[Dataset entries]

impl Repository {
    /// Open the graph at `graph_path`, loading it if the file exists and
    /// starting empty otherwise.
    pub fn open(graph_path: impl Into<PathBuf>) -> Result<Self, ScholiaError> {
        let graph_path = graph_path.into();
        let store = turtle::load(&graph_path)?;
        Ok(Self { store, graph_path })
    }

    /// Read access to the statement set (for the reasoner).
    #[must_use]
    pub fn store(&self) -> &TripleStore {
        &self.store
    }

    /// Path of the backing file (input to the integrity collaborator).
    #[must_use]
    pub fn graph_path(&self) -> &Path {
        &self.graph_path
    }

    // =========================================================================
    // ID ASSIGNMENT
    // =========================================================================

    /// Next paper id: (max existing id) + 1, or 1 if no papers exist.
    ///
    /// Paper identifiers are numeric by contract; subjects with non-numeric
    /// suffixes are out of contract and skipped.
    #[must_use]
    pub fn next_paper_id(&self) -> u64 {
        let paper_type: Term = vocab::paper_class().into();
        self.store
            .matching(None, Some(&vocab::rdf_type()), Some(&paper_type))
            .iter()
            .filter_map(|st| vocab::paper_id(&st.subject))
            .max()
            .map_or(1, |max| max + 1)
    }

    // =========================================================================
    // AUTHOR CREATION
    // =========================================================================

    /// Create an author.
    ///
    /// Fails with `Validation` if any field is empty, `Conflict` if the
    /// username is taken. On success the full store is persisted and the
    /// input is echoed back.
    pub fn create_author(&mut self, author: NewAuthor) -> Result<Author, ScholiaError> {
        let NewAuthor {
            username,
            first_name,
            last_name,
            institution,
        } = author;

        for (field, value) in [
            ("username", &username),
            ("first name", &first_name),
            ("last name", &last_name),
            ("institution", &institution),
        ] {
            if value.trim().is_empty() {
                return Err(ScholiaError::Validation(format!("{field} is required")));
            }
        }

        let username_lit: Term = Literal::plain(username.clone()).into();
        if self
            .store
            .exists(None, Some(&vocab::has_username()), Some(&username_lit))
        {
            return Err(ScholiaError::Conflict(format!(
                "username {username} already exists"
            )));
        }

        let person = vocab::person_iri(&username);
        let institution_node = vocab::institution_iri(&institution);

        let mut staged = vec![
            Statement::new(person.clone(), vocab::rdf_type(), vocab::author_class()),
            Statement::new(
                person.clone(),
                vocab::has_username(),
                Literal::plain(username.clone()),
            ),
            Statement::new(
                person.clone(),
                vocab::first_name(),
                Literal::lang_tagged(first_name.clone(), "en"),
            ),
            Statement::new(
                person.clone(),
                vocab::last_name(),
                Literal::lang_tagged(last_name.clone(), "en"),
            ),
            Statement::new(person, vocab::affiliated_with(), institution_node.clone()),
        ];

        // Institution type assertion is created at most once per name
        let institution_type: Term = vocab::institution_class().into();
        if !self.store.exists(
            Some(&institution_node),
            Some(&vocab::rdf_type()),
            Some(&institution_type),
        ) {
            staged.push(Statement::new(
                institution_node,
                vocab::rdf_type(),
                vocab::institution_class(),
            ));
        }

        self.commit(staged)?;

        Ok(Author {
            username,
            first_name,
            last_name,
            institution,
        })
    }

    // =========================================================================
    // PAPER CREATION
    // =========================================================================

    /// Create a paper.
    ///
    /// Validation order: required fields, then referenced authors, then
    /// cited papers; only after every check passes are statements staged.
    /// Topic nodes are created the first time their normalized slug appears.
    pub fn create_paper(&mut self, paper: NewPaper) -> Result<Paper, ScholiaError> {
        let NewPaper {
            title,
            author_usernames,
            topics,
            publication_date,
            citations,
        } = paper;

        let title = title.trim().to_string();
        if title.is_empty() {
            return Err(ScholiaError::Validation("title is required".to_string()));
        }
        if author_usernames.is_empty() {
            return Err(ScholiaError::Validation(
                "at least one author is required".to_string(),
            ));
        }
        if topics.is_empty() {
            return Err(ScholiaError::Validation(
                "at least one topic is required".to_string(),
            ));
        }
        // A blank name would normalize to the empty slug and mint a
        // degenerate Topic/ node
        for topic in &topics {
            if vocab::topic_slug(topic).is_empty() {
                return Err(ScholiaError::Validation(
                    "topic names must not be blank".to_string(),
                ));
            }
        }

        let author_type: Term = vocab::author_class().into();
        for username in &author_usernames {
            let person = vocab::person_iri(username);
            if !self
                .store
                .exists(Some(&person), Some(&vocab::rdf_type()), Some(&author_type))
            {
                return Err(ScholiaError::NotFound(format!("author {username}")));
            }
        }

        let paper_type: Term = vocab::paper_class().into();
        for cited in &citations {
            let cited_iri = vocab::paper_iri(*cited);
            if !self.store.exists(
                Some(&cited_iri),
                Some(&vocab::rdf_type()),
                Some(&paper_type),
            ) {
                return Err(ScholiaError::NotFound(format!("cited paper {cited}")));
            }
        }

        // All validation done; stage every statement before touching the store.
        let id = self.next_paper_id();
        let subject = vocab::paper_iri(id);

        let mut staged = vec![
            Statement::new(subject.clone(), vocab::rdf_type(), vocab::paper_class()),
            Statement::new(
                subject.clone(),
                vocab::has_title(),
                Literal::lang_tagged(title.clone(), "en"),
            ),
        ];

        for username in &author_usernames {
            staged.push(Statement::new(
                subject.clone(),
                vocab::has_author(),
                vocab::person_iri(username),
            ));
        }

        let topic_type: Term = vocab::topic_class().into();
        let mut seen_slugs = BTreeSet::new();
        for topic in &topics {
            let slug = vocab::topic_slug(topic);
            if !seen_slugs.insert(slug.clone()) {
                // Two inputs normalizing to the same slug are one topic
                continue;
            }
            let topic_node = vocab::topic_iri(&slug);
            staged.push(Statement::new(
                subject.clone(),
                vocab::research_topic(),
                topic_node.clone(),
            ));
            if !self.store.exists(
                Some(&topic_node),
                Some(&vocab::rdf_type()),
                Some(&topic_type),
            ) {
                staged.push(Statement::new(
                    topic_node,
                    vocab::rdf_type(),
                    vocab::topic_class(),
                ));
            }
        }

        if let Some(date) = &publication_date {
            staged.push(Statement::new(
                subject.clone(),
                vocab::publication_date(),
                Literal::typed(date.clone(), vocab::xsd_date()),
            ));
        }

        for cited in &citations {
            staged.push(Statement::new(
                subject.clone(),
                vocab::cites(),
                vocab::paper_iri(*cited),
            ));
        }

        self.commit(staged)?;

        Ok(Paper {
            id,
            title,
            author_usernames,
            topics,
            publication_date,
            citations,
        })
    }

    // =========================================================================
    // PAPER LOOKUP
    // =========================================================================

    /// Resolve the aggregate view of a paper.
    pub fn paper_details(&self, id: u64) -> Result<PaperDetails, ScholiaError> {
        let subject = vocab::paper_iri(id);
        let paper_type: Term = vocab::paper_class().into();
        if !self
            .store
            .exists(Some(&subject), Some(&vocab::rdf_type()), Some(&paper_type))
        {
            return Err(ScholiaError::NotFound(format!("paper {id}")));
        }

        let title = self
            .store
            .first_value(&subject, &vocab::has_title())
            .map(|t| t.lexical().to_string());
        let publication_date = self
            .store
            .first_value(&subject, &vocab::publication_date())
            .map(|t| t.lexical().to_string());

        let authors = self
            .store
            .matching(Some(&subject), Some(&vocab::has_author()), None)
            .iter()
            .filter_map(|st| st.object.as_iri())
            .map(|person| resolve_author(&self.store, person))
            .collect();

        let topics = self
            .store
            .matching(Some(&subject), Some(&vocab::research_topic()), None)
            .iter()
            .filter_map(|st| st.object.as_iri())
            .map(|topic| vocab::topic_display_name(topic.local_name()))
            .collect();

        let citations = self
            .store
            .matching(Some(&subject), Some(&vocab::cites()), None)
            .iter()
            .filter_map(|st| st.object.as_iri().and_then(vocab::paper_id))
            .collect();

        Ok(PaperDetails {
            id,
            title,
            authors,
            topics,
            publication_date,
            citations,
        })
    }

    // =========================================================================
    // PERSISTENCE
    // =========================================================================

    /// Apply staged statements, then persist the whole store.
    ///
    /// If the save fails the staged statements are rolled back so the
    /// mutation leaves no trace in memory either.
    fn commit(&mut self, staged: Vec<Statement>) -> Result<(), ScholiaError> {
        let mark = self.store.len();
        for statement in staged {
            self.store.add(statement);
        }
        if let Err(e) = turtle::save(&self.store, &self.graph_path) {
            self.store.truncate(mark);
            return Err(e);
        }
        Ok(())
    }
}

• _Activity_
Read through the entries above, and wherever a line holds the string "exists", copy it.

• _Result of this task_
    /// Open the graph at `graph_path`, loading it if the file exists and
            .exists(None, Some(&vocab::has_username()), Some(&username_lit))
                "username {username} already exists"
        if !self.store.exists(
                .exists(Some(&person), Some(&vocab::rdf_type()), Some(&author_type))
            if !self.store.exists(
            if !self.store.exists(
            .exists(Some(&subject), Some(&vocab::rdf_type()), Some(&paper_type))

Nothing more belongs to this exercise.